While Exodus ended with the construction of the Tabernacle, Leviticus tells us about the worship that took place in the Tabernacle.


Genesis - Origins of the Nation, Theocracy Born. Exodus - Deliverance of a Nation, Leviticus - Life of a Nation, Theocracy established. Genesis begins with creation, which tells of the rise of God's people. Exodus begins in slavery, which tells of redemption from Egypt. Leviticus begins with sacrifice, it helps set forth the ritual of worship.


There were only three groups of people who were anointed in the Hebrew Bible: Priests (found here),  Prophets, and Kings. When Jesus came, he became all three, and becoming the "Anointed One," "HaMeshiah."

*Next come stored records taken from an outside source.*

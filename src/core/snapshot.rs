//! Immutable merge results.

use std::collections::BTreeMap;

/// A resolved property value together with the name of the source it came from.
#[derive(Debug, Clone, PartialEq, Eq)]
pub struct PropertyValue {
    value: String,
    origin: String,
}

impl PropertyValue {
    pub(crate) fn new(value: String, origin: String) -> Self {
        Self { value, origin }
    }

    /// The raw value, before any read-time filter.
    pub fn value(&self) -> &str {
        &self.value
    }

    /// Name of the source that won precedence for this key.
    pub fn origin(&self) -> &str {
        &self.origin
    }
}

/// A property source that was skipped during a merge.
#[derive(Debug, Clone, PartialEq, Eq)]
pub struct SourceFailure {
    /// Name of the skipped source
    pub source: String,
    /// Why it was skipped
    pub reason: String,
}

/// A single difference between two snapshots.
#[derive(Debug, Clone, PartialEq, Eq)]
pub enum PropertyChange {
    /// The key is new.
    Added {
        /// The property key
        key: String,
        /// The new value
        value: String,
    },
    /// The key is gone.
    Removed {
        /// The property key
        key: String,
        /// The value before removal
        previous: String,
    },
    /// The key changed value.
    Updated {
        /// The property key
        key: String,
        /// The value before the change
        previous: String,
        /// The value after the change
        value: String,
    },
}

impl PropertyChange {
    /// The key this change refers to.
    pub fn key(&self) -> &str {
        match self {
            Self::Added { key, .. } | Self::Removed { key, .. } | Self::Updated { key, .. } => key,
        }
    }
}

/// Result of merging a set of property sources.
///
/// Snapshots are immutable. A refresh produces a new snapshot; readers holding
/// the previous one keep seeing it unchanged.
#[derive(Debug, Clone, Default, PartialEq, Eq)]
pub struct ConfigurationSnapshot {
    properties: BTreeMap<String, PropertyValue>,
    failures: Vec<SourceFailure>,
}

impl ConfigurationSnapshot {
    pub(crate) fn new(
        properties: BTreeMap<String, PropertyValue>,
        failures: Vec<SourceFailure>,
    ) -> Self {
        Self {
            properties,
            failures,
        }
    }

    /// Record failures that happened before the merge, ahead of the
    /// resolver's own.
    pub(crate) fn with_earlier_failures(mut self, mut earlier: Vec<SourceFailure>) -> Self {
        if !earlier.is_empty() {
            earlier.append(&mut self.failures);
            self.failures = earlier;
        }
        self
    }

    /// Look up the resolved value and origin of a key.
    pub fn get(&self, key: &str) -> Option<&PropertyValue> {
        self.properties.get(key)
    }

    /// Iterate over all resolved properties in key order.
    pub fn iter(&self) -> impl Iterator<Item = (&str, &PropertyValue)> {
        self.properties.iter().map(|(k, v)| (k.as_str(), v))
    }

    /// Number of resolved keys.
    pub fn len(&self) -> usize {
        self.properties.len()
    }

    /// Whether no key resolved.
    pub fn is_empty(&self) -> bool {
        self.properties.is_empty()
    }

    /// Sources that were skipped while building this snapshot.
    pub fn failures(&self) -> &[SourceFailure] {
        &self.failures
    }

    /// Compute the changes that turn `self` into `next`, sorted by key.
    pub fn diff(&self, next: &ConfigurationSnapshot) -> Vec<PropertyChange> {
        let mut changes = Vec::new();

        for (key, old) in &self.properties {
            match next.properties.get(key) {
                None => changes.push(PropertyChange::Removed {
                    key: key.clone(),
                    previous: old.value.clone(),
                }),
                Some(new) if new.value != old.value => changes.push(PropertyChange::Updated {
                    key: key.clone(),
                    previous: old.value.clone(),
                    value: new.value.clone(),
                }),
                Some(_) => {}
            }
        }

        for (key, new) in &next.properties {
            if !self.properties.contains_key(key) {
                changes.push(PropertyChange::Added {
                    key: key.clone(),
                    value: new.value.clone(),
                });
            }
        }

        changes.sort_by(|a, b| a.key().cmp(b.key()));
        changes
    }
}
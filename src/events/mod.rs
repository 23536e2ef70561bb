//! Event notification bus.
//!
//! Listeners subscribe to concrete event types; publishers post events without
//! knowing who receives them. Dispatch is synchronous and isolates listener
//! failures from the publisher and from each other.

mod builtin;
mod bus;
mod failure;
mod listener;

pub use builtin::{ConfigurationChanged, DeadEvent};
pub use bus::{DispatchReport, EventBus, EventBusBuilder, Subscription};
pub use failure::{ExceptionHandler, FailureContext, ListenerFailure, LoggingExceptionHandler};
pub use listener::{Event, Handler, HandlerResult, Listener, ListenerId, Registrar};
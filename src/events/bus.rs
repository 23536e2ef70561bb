//! Synchronous, failure-isolating event bus.

use crate::error::panic_message;
use crate::events::builtin::DeadEvent;
use crate::events::failure::{
    ExceptionHandler, FailureContext, ListenerFailure, LoggingExceptionHandler,
};
use crate::events::listener::{FnListener, Registrar, Registration};
use crate::events::{Event, HandlerResult, Listener, ListenerId};
use arc_swap::ArcSwap;
use parking_lot::Mutex;
use std::any::{Any, TypeId, type_name};
use std::collections::{HashMap, HashSet};
use std::panic::{AssertUnwindSafe, catch_unwind};
use std::sync::{Arc, Weak};
use tracing::{debug, error};

#[cfg(feature = "metrics")]
use crate::metrics::ConfigMetrics;

/// Registered listeners per event type, in registration order.
type Registry = HashMap<TypeId, Arc<[Registration]>>;

/// Outcome of a single [`EventBus::post`].
#[derive(Debug, Clone, Copy, Default, PartialEq, Eq)]
pub struct DispatchReport {
    /// Listeners that handled the event successfully
    pub delivered: usize,
    /// Listeners that returned an error or panicked
    pub failed: usize,
    /// Whether the event had no listener and was re-posted as a `DeadEvent`
    pub dead: bool,
}

struct BusInner {
    identifier: String,
    /// Copy-on-write registry: `post` reads it lock-free
    registry: ArcSwap<Registry>,
    /// Serializes registry writers
    write_lock: Mutex<()>,
    exception_handler: Arc<dyn ExceptionHandler>,
    dead_events: bool,
    #[cfg(feature = "metrics")]
    metrics: Option<ConfigMetrics>,
}

impl BusInner {
    fn add(&self, registrations: Vec<Registration>) {
        let _guard = self.write_lock.lock();
        let mut next: Registry = (**self.registry.load()).clone();

        for registration in registrations {
            let slot = next
                .entry(registration.event_type)
                .or_insert_with(|| Arc::from(Vec::new()));
            if slot.iter().any(|r| r.listener == registration.listener) {
                continue;
            }
            debug!(
                bus = %self.identifier,
                event = registration.event_name,
                listener = registration.handler.listener_type(),
                "Registering listener"
            );
            let mut listeners = slot.to_vec();
            listeners.push(registration);
            *slot = Arc::from(listeners);
        }

        self.install(next);
    }

    fn remove(&self, listener: ListenerId) -> bool {
        let _guard = self.write_lock.lock();
        let current = self.registry.load_full();
        if !current
            .values()
            .any(|slot| slot.iter().any(|r| r.listener == listener))
        {
            return false;
        }

        let next: Registry = current
            .iter()
            .filter_map(|(event_type, slot)| {
                let kept: Vec<Registration> = slot
                    .iter()
                    .filter(|r| r.listener != listener)
                    .cloned()
                    .collect();
                (!kept.is_empty()).then(|| (*event_type, Arc::from(kept)))
            })
            .collect();

        debug!(bus = %self.identifier, ?listener, "Unregistered listener");
        self.install(next);
        true
    }

    fn install(&self, next: Registry) {
        #[cfg(feature = "metrics")]
        if let Some(metrics) = &self.metrics {
            metrics.update_listener_count(distinct_listeners(&next) as i64);
        }
        self.registry.store(Arc::new(next));
    }

    fn listeners_for(&self, event_type: TypeId) -> Option<Arc<[Registration]>> {
        self.registry
            .load()
            .get(&event_type)
            .filter(|slot| !slot.is_empty())
            .cloned()
    }

    fn report(&self, failure: ListenerFailure, context: FailureContext<'_>) {
        #[cfg(feature = "metrics")]
        if let Some(metrics) = &self.metrics {
            metrics.record_listener_failure();
        }

        let handled = catch_unwind(AssertUnwindSafe(|| {
            self.exception_handler.handle_failure(&failure, &context)
        }));
        if let Err(payload) = handled {
            error!(
                bus = %self.identifier,
                event = context.event_type,
                listener = context.listener_type,
                original = %failure,
                panic = %panic_message(payload.as_ref()),
                "Exception handler panicked"
            );
        }
    }
}

fn distinct_listeners(registry: &Registry) -> usize {
    registry
        .values()
        .flat_map(|slot| slot.iter().map(|r| r.listener))
        .collect::<HashSet<_>>()
        .len()
}

/// Decoupled publish/subscribe channel.
///
/// `post` runs every listener registered for the event's exact type,
/// synchronously on the calling thread, in registration order. A listener that
/// returns an error or panics is reported to the configured
/// [`ExceptionHandler`] and the remaining listeners still run.
///
/// The registry is copy-on-write: each `post` dispatches to the listener set
/// that was current when it started, so listeners may register or unregister
/// (even from inside a handler) without blocking or disturbing in-flight posts.
///
/// Cloning an `EventBus` yields another handle to the same registry.
///
/// # Examples
///
/// ```rust
/// use tiered_config::events::EventBus;
///
/// struct ConfigReloaded(u64);
///
/// let bus = EventBus::new();
/// let subscription = bus.subscribe(|event: &ConfigReloaded| {
///     println!("reloaded to version {}", event.0);
///     Ok(())
/// });
///
/// assert_eq!(bus.post(ConfigReloaded(2)).delivered, 1);
///
/// drop(subscription);
/// assert_eq!(bus.post(ConfigReloaded(3)).delivered, 0);
/// ```
#[derive(Clone)]
pub struct EventBus {
    inner: Arc<BusInner>,
}

impl EventBus {
    /// Create a bus named `"default"` that logs listener failures.
    pub fn new() -> Self {
        Self::builder().build()
    }

    /// Create a builder for a customized bus.
    pub fn builder() -> EventBusBuilder {
        EventBusBuilder::new()
    }

    /// The identifier given at construction, used in logs and failure contexts.
    pub fn identifier(&self) -> &str {
        &self.inner.identifier
    }

    /// Register every handler `listener` declares.
    ///
    /// Registering the same listener again does not duplicate delivery.
    pub fn register<L: Listener>(&self, listener: &Arc<L>) -> ListenerId {
        let mut registrar = Registrar::new(Arc::clone(listener));
        L::subscriptions(&mut registrar);
        self.inner.add(registrar.into_registrations());
        ListenerId::of(listener)
    }

    /// Remove every registration of `listener`.
    ///
    /// Returns whether anything was removed; unregistering a listener that
    /// is not registered is a no-op.
    pub fn unregister<L: ?Sized>(&self, listener: &Arc<L>) -> bool {
        self.inner.remove(ListenerId::of(listener))
    }

    /// Remove every registration of the listener with the given id.
    pub fn unregister_id(&self, listener: ListenerId) -> bool {
        self.inner.remove(listener)
    }

    /// Register a closure for events of type `E`.
    ///
    /// The closure stays registered until the returned [`Subscription`] is
    /// dropped.
    pub fn subscribe<E, F>(&self, handler: F) -> Subscription
    where
        E: Event,
        F: Fn(&E) -> HandlerResult + Send + Sync + 'static,
    {
        let listener = Arc::new(FnListener::<E, F>::new(handler));
        let mut registrar = Registrar::new(Arc::clone(&listener));
        registrar.on::<E>();
        self.inner.add(registrar.into_registrations());

        Subscription {
            id: ListenerId::of(&listener),
            bus: Arc::downgrade(&self.inner),
            _listener: listener,
        }
    }

    /// Deliver `event` to every listener registered for its type.
    ///
    /// Never fails because of a listener: failures are counted in the report
    /// and handed to the exception handler.
    pub fn post<E: Event>(&self, event: E) -> DispatchReport {
        #[cfg(feature = "metrics")]
        if let Some(metrics) = &self.inner.metrics {
            metrics.record_event_posted();
        }

        self.dispatch(event)
    }

    fn dispatch<E: Event>(&self, event: E) -> DispatchReport {
        let Some(listeners) = self.inner.listeners_for(TypeId::of::<E>()) else {
            return self.post_dead(event);
        };

        let mut report = DispatchReport::default();
        for registration in listeners.iter() {
            let outcome = catch_unwind(AssertUnwindSafe(|| {
                registration.handler.dispatch(&event as &dyn Any)
            }));

            let failure = match outcome {
                Ok(Ok(())) => None,
                Ok(Err(err)) => Some(ListenerFailure::Error(err)),
                Err(payload) => Some(ListenerFailure::Panic(panic_message(payload.as_ref()))),
            };

            match failure {
                None => report.delivered += 1,
                Some(failure) => {
                    report.failed += 1;
                    self.inner.report(
                        failure,
                        FailureContext {
                            bus: &self.inner.identifier,
                            event_type: registration.event_name,
                            listener: registration.listener,
                            listener_type: registration.handler.listener_type(),
                            event: &event,
                        },
                    );
                }
            }
        }
        report
    }

    fn post_dead<E: Event>(&self, event: E) -> DispatchReport {
        if !self.inner.dead_events || TypeId::of::<E>() == TypeId::of::<DeadEvent>() {
            debug!(
                bus = %self.inner.identifier,
                event = type_name::<E>(),
                "Dropping event without listeners"
            );
            return DispatchReport::default();
        }

        debug!(
            bus = %self.inner.identifier,
            event = type_name::<E>(),
            "No listeners, posting dead event"
        );
        let report = self.dispatch(DeadEvent::new(event));
        DispatchReport {
            dead: true,
            ..report
        }
    }

    /// Whether the listener with the given id has at least one registration.
    pub fn is_registered(&self, listener: ListenerId) -> bool {
        self.inner
            .registry
            .load()
            .values()
            .any(|slot| slot.iter().any(|r| r.listener == listener))
    }

    /// Whether any listener is registered for events of type `E`.
    pub fn has_listeners<E: Event>(&self) -> bool {
        self.inner.listeners_for(TypeId::of::<E>()).is_some()
    }

    /// Number of distinct registered listeners.
    pub fn listener_count(&self) -> usize {
        distinct_listeners(&self.inner.registry.load())
    }
}

impl Default for EventBus {
    fn default() -> Self {
        Self::new()
    }
}

impl std::fmt::Debug for EventBus {
    fn fmt(&self, f: &mut std::fmt::Formatter<'_>) -> std::fmt::Result {
        f.debug_struct("EventBus")
            .field("identifier", &self.inner.identifier)
            .field("listeners", &self.listener_count())
            .field("dead_events", &self.inner.dead_events)
            .finish()
    }
}

/// Handle for a closure registered with [`EventBus::subscribe`].
///
/// When the handle is dropped, the closure is unregistered.
#[must_use = "dropping a Subscription unregisters its handler"]
pub struct Subscription {
    id: ListenerId,
    bus: Weak<BusInner>,
    // Keeps the allocation alive so the id cannot be reused while subscribed
    _listener: Arc<dyn Any + Send + Sync>,
}

impl Subscription {
    /// Identity of the subscribed closure.
    pub fn id(&self) -> ListenerId {
        self.id
    }
}

impl Drop for Subscription {
    fn drop(&mut self) {
        if let Some(inner) = self.bus.upgrade() {
            inner.remove(self.id);
        }
    }
}

/// Builder for an [`EventBus`].
///
/// # Examples
///
/// ```rust
/// use tiered_config::events::{EventBus, LoggingExceptionHandler};
///
/// let bus = EventBus::builder()
///     .with_identifier("config-events")
///     .with_exception_handler(LoggingExceptionHandler)
///     .with_dead_events(false)
///     .build();
///
/// assert_eq!(bus.identifier(), "config-events");
/// ```
pub struct EventBusBuilder {
    identifier: String,
    exception_handler: Arc<dyn ExceptionHandler>,
    dead_events: bool,
    #[cfg(feature = "metrics")]
    metrics: Option<ConfigMetrics>,
}

impl EventBusBuilder {
    /// Create a builder with default settings.
    pub fn new() -> Self {
        Self {
            identifier: "default".to_string(),
            exception_handler: Arc::new(LoggingExceptionHandler),
            dead_events: true,
            #[cfg(feature = "metrics")]
            metrics: None,
        }
    }

    /// Name the bus.
    pub fn with_identifier(mut self, identifier: impl Into<String>) -> Self {
        self.identifier = identifier.into();
        self
    }

    /// Replace the default logging exception handler.
    pub fn with_exception_handler<H: ExceptionHandler + 'static>(mut self, handler: H) -> Self {
        self.exception_handler = Arc::new(handler);
        self
    }

    /// Enable or disable re-posting undelivered events as `DeadEvent`.
    pub fn with_dead_events(mut self, enabled: bool) -> Self {
        self.dead_events = enabled;
        self
    }

    /// Record bus activity in the given metrics collector.
    #[cfg(feature = "metrics")]
    pub fn with_metrics(mut self, metrics: ConfigMetrics) -> Self {
        self.metrics = Some(metrics);
        self
    }

    /// Build the bus.
    pub fn build(self) -> EventBus {
        EventBus {
            inner: Arc::new(BusInner {
                identifier: self.identifier,
                registry: ArcSwap::from_pointee(Registry::new()),
                write_lock: Mutex::new(()),
                exception_handler: self.exception_handler,
                dead_events: self.dead_events,
                #[cfg(feature = "metrics")]
                metrics: self.metrics,
            }),
        }
    }
}

impl Default for EventBusBuilder {
    fn default() -> Self {
        Self::new()
    }
}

Notice that the Passover was to be held on the 14th day of the month. The Jews followed a lunar calendar. Their month would begin with the New Moon. This means that the 14th day of the month would be the time of the Full Moon. Some have wondered if the darkness of the sun at the death of Christ could have been caused by a solar eclipse. But this could not be the case, for it took place in the season of Passover - the time of the Full Moon.

The covenant relationship between God and Israel, (Leviticus 26:12) "I will walk among you and be your God, and you will be my people," after the Death and Resurrection of Jesus, was extended to the Gentiles. The Gentiles are everyone who is not a Jew by birth. I am a Gentile. St. Paul re-affirms this in 2nd Corinthians  6:16. We have entered into the promise originally given to Israel, through Jesus Christ.

I hope you have found this overview helpful, not too descriptive, but insightful, enough to make you want to read the book.